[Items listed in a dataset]
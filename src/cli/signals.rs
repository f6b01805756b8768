//! Shutdown signal handling for the watch loop

use tokio::signal::unix::{signal, SignalKind};
use tokio::sync::mpsc;
use tracing::info;

/// Signals that end the watch loop
#[derive(Debug, Clone, Copy, PartialEq, Eq)]
pub enum ShutdownSignal {
    /// SIGINT (Ctrl+C)
    Interrupt,
    /// SIGTERM
    Terminate,
}

impl ShutdownSignal {
    pub const fn name(&self) -> &'static str {
        match self {
            Self::Interrupt => "SIGINT",
            Self::Terminate => "SIGTERM",
        }
    }
}

/// Shutdown signal handler
///
/// Listens for SIGINT and SIGTERM and forwards them over a channel so the
/// watch loop can `select!` on them next to capture events.
pub struct ShutdownHandler {
    receiver: mpsc::Receiver<ShutdownSignal>,
}

impl ShutdownHandler {
    /// Install the handlers. Must be called inside a runtime.
    pub fn install() -> Result<Self, std::io::Error> {
        let (tx, rx) = mpsc::channel(4);

        let tx_int = tx.clone();
        let mut sigint = signal(SignalKind::interrupt())?;
        tokio::spawn(async move {
            sigint.recv().await;
            let _ = tx_int.send(ShutdownSignal::Interrupt).await;
        });

        let mut sigterm = signal(SignalKind::terminate())?;
        tokio::spawn(async move {
            sigterm.recv().await;
            let _ = tx.send(ShutdownSignal::Terminate).await;
        });

        Ok(Self { receiver: rx })
    }

    /// Wait for the next shutdown signal
    pub async fn recv(&mut self) -> Option<ShutdownSignal> {
        let signal = self.receiver.recv().await;
        if let Some(signal) = signal {
            info!(signal = signal.name(), "shutdown requested");
        }
        signal
    }
}

#[cfg(test)]
mod tests {
    use super::*;

    #[test]
    fn signal_names() {
        assert_eq!(ShutdownSignal::Interrupt.name(), "SIGINT");
        assert_eq!(ShutdownSignal::Terminate.name(), "SIGTERM");
    }

    #[tokio::test]
    async fn installs_inside_runtime() {
        assert!(ShutdownHandler::install().is_ok());
    }
}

▸ **Your assignment**
What is wanted is an exact copy of the data.

▸ **Reply**
filename src/cli/signals.rs
repository f6b01805756b8768
//! Shutdown signal handling for the watch loop

use tokio::signal::unix::{signal, SignalKind};
use tokio::sync::mpsc;
use tracing::info;

/// Signals that end the watch loop
#[derive(Debug, Clone, Copy, PartialEq, Eq)]
pub enum ShutdownSignal {
    /// SIGINT (Ctrl+C)
    Interrupt,
    /// SIGTERM
    Terminate,
}

impl ShutdownSignal {
    pub const fn name(&self) -> &'static str {
        match self {
            Self::Interrupt => "SIGINT",
            Self::Terminate => "SIGTERM",
        }
    }
}

/// Shutdown signal handler
///
/// Listens for SIGINT and SIGTERM and forwards them over a channel so the
/// watch loop can `select!` on them next to capture events.
pub struct ShutdownHandler {
    receiver: mpsc::Receiver<ShutdownSignal>,
}

impl ShutdownHandler {
    /// Install the handlers. Must be called inside a runtime.
    pub fn install() -> Result<Self, std::io::Error> {
        let (tx, rx) = mpsc::channel(4);

        let tx_int = tx.clone();
        let mut sigint = signal(SignalKind::interrupt())?;
        tokio::spawn(async move {
            sigint.recv().await;
            let _ = tx_int.send(ShutdownSignal::Interrupt).await;
        });

        let mut sigterm = signal(SignalKind::terminate())?;
        tokio::spawn(async move {
            sigterm.recv().await;
            let _ = tx.send(ShutdownSignal::Terminate).await;
        });

        Ok(Self { receiver: rx })
    }

    /// Wait for the next shutdown signal
    pub async fn recv(&mut self) -> Option<ShutdownSignal> {
        let signal = self.receiver.recv().await;
        if let Some(signal) = signal {
            info!(signal = signal.name(), "shutdown requested");
        }
        signal
    }
}

#[cfg(test)]
mod tests {
    use super::*;

    #[test]
    fn signal_names() {
        assert_eq!(ShutdownSignal::Interrupt.name(), "SIGINT");
        assert_eq!(ShutdownSignal::Terminate.name(), "SIGTERM");
    }

    #[tokio::test]
    async fn installs_inside_runtime() {
        assert!(ShutdownHandler::install().is_ok());
    }
}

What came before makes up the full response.